▶ [Exercise objective]
The records that follow must be repeated verbatim, every one of them.

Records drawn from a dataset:
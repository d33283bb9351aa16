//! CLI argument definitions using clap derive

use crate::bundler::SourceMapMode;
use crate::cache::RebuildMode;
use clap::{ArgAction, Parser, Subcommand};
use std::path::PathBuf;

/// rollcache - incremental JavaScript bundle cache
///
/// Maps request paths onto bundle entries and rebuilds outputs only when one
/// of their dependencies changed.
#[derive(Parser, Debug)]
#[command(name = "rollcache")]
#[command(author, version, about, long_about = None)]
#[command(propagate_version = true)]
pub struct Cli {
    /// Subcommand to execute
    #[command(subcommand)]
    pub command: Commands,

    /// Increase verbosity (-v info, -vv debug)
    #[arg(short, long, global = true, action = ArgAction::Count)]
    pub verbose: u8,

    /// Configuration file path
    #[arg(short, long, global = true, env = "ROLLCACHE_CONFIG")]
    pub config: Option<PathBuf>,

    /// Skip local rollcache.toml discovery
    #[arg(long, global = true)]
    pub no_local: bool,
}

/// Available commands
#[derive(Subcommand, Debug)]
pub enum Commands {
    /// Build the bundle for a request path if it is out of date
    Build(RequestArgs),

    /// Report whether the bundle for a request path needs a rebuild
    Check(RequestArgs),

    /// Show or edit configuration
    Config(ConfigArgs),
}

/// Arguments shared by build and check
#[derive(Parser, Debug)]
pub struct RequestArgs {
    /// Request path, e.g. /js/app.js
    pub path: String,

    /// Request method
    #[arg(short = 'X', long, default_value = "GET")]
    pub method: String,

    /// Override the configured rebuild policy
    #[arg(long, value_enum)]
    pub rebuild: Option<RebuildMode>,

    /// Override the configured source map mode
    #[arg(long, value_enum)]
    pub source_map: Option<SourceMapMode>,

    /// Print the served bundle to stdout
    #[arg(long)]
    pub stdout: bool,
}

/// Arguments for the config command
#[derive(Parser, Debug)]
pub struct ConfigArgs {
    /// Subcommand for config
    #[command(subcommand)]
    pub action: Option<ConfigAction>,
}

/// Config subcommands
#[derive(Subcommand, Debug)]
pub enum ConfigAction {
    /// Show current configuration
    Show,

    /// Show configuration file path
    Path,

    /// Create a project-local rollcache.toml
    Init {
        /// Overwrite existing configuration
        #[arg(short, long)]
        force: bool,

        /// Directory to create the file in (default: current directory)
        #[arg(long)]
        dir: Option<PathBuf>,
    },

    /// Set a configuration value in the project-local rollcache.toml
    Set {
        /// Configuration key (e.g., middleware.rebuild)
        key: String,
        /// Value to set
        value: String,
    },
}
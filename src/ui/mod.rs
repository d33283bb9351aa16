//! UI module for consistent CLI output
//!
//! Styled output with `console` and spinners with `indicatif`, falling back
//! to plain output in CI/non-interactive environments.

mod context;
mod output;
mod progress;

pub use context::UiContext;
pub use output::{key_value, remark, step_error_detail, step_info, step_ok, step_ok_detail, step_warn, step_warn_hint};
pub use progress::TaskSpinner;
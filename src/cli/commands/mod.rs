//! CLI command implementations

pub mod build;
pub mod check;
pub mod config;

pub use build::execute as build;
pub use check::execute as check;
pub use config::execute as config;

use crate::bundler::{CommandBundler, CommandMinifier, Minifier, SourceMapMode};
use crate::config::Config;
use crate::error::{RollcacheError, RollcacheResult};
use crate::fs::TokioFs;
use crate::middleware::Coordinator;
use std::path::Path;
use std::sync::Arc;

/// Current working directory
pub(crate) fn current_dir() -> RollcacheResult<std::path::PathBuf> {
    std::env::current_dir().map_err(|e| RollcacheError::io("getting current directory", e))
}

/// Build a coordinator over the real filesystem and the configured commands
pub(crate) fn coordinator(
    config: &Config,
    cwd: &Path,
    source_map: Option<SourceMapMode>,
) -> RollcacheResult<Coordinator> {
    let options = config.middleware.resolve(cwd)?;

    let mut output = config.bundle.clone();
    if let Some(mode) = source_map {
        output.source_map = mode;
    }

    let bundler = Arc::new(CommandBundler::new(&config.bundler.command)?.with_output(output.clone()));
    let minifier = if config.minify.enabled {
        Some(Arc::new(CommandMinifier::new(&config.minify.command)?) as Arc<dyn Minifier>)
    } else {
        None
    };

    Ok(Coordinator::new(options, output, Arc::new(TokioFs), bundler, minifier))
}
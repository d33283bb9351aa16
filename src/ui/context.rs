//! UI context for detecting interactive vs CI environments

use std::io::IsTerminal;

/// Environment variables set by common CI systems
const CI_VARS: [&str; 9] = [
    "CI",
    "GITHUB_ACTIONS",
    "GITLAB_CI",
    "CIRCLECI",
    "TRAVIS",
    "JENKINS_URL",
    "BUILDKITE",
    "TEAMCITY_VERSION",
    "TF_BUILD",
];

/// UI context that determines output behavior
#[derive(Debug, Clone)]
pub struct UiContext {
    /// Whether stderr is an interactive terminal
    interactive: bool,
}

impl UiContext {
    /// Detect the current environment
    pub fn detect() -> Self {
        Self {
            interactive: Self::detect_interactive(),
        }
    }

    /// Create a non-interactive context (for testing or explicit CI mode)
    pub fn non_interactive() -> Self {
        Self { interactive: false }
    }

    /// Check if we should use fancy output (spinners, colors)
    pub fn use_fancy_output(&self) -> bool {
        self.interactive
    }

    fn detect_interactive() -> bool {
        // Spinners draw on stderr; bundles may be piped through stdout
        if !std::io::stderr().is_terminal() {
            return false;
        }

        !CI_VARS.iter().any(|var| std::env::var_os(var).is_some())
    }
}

▶ [Reply]
repository d33283bb9351aa16
//! CLI argument definitions using clap derive

use crate::bundler::SourceMapMode;
use crate::cache::RebuildMode;
use clap::{ArgAction, Parser, Subcommand};
use std::path::PathBuf;

/// rollcache - incremental JavaScript bundle cache
///
/// Maps request paths onto bundle entries and rebuilds outputs only when one
/// of their dependencies changed.
#[derive(Parser, Debug)]
#[command(name = "rollcache")]
#[command(author, version, about, long_about = None)]
#[command(propagate_version = true)]
pub struct Cli {
    /// Subcommand to execute
    #[command(subcommand)]
    pub command: Commands,

    /// Increase verbosity (-v info, -vv debug)
    #[arg(short, long, global = true, action = ArgAction::Count)]
    pub verbose: u8,

    /// Configuration file path
    #[arg(short, long, global = true, env = "ROLLCACHE_CONFIG")]
    pub config: Option<PathBuf>,

    /// Skip local rollcache.toml discovery
    #[arg(long, global = true)]
    pub no_local: bool,
}

/// Available commands
#[derive(Subcommand, Debug)]
pub enum Commands {
    /// Build the bundle for a request path if it is out of date
    Build(RequestArgs),

    /// Report whether the bundle for a request path needs a rebuild
    Check(RequestArgs),

    /// Show or edit configuration
    Config(ConfigArgs),
}

/// Arguments shared by build and check
#[derive(Parser, Debug)]
pub struct RequestArgs {
    /// Request path, e.g. /js/app.js
    pub path: String,

    /// Request method
    #[arg(short = 'X', long, default_value = "GET")]
    pub method: String,

    /// Override the configured rebuild policy
    #[arg(long, value_enum)]
    pub rebuild: Option<RebuildMode>,

    /// Override the configured source map mode
    #[arg(long, value_enum)]
    pub source_map: Option<SourceMapMode>,

    /// Print the served bundle to stdout
    #[arg(long)]
    pub stdout: bool,
}

/// Arguments for the config command
#[derive(Parser, Debug)]
pub struct ConfigArgs {
    /// Subcommand for config
    #[command(subcommand)]
    pub action: Option<ConfigAction>,
}

/// Config subcommands
#[derive(Subcommand, Debug)]
pub enum ConfigAction {
    /// Show current configuration
    Show,

    /// Show configuration file path
    Path,

    /// Create a project-local rollcache.toml
    Init {
        /// Overwrite existing configuration
        #[arg(short, long)]
        force: bool,

        /// Directory to create the file in (default: current directory)
        #[arg(long)]
        dir: Option<PathBuf>,
    },

    /// Set a configuration value in the project-local rollcache.toml
    Set {
        /// Configuration key (e.g., middleware.rebuild)
        key: String,
        /// Value to set
        value: String,
    },
}
filename src/ui/mod.rs
repository d33283bb9351aa16
//! UI module for consistent CLI output
//!
//! Styled output with `console` and spinners with `indicatif`, falling back
//! to plain output in CI/non-interactive environments.

mod context;
mod output;
mod progress;

pub use context::UiContext;
pub use output::{key_value, remark, step_error_detail, step_info, step_ok, step_ok_detail, step_warn, step_warn_hint};
pub use progress::TaskSpinner;
filename src/cli/commands/mod.rs
//! CLI command implementations

pub mod build;
pub mod check;
pub mod config;

pub use build::execute as build;
pub use check::execute as check;
pub use config::execute as config;

use crate::bundler::{CommandBundler, CommandMinifier, Minifier, SourceMapMode};
use crate::config::Config;
use crate::error::{RollcacheError, RollcacheResult};
use crate::fs::TokioFs;
use crate::middleware::Coordinator;
use std::path::Path;
use std::sync::Arc;

/// Current working directory
pub(crate) fn current_dir() -> RollcacheResult<std::path::PathBuf> {
    std::env::current_dir().map_err(|e| RollcacheError::io("getting current directory", e))
}

/// Build a coordinator over the real filesystem and the configured commands
pub(crate) fn coordinator(
    config: &Config,
    cwd: &Path,
    source_map: Option<SourceMapMode>,
) -> RollcacheResult<Coordinator> {
    let options = config.middleware.resolve(cwd)?;

    let mut output = config.bundle.clone();
    if let Some(mode) = source_map {
        output.source_map = mode;
    }

    let bundler = Arc::new(CommandBundler::new(&config.bundler.command)?.with_output(output.clone()));
    let minifier = if config.minify.enabled {
        Some(Arc::new(CommandMinifier::new(&config.minify.command)?) as Arc<dyn Minifier>)
    } else {
        None
    };

    Ok(Coordinator::new(options, output, Arc::new(TokioFs), bundler, minifier))
}
repository d33283bb9351aa16
filename src/ui/context.rs
//! UI context for detecting interactive vs CI environments

use std::io::IsTerminal;

/// Environment variables set by common CI systems
const CI_VARS: [&str; 9] = [
    "CI",
    "GITHUB_ACTIONS",
    "GITLAB_CI",
    "CIRCLECI",
    "TRAVIS",
    "JENKINS_URL",
    "BUILDKITE",
    "TEAMCITY_VERSION",
    "TF_BUILD",
];

/// UI context that determines output behavior
#[derive(Debug, Clone)]
pub struct UiContext {
    /// Whether stderr is an interactive terminal
    interactive: bool,
}

impl UiContext {
    /// Detect the current environment
    pub fn detect() -> Self {
        Self {
            interactive: Self::detect_interactive(),
        }
    }

    /// Create a non-interactive context (for testing or explicit CI mode)
    pub fn non_interactive() -> Self {
        Self { interactive: false }
    }

    /// Check if we should use fancy output (spinners, colors)
    pub fn use_fancy_output(&self) -> bool {
        self.interactive
    }

    fn detect_interactive() -> bool {
        // Spinners draw on stderr; bundles may be piped through stdout
        if !std::io::stderr().is_terminal() {
            return false;
        }

        !CI_VARS.iter().any(|var| std::env::var_os(var).is_some())
    }
}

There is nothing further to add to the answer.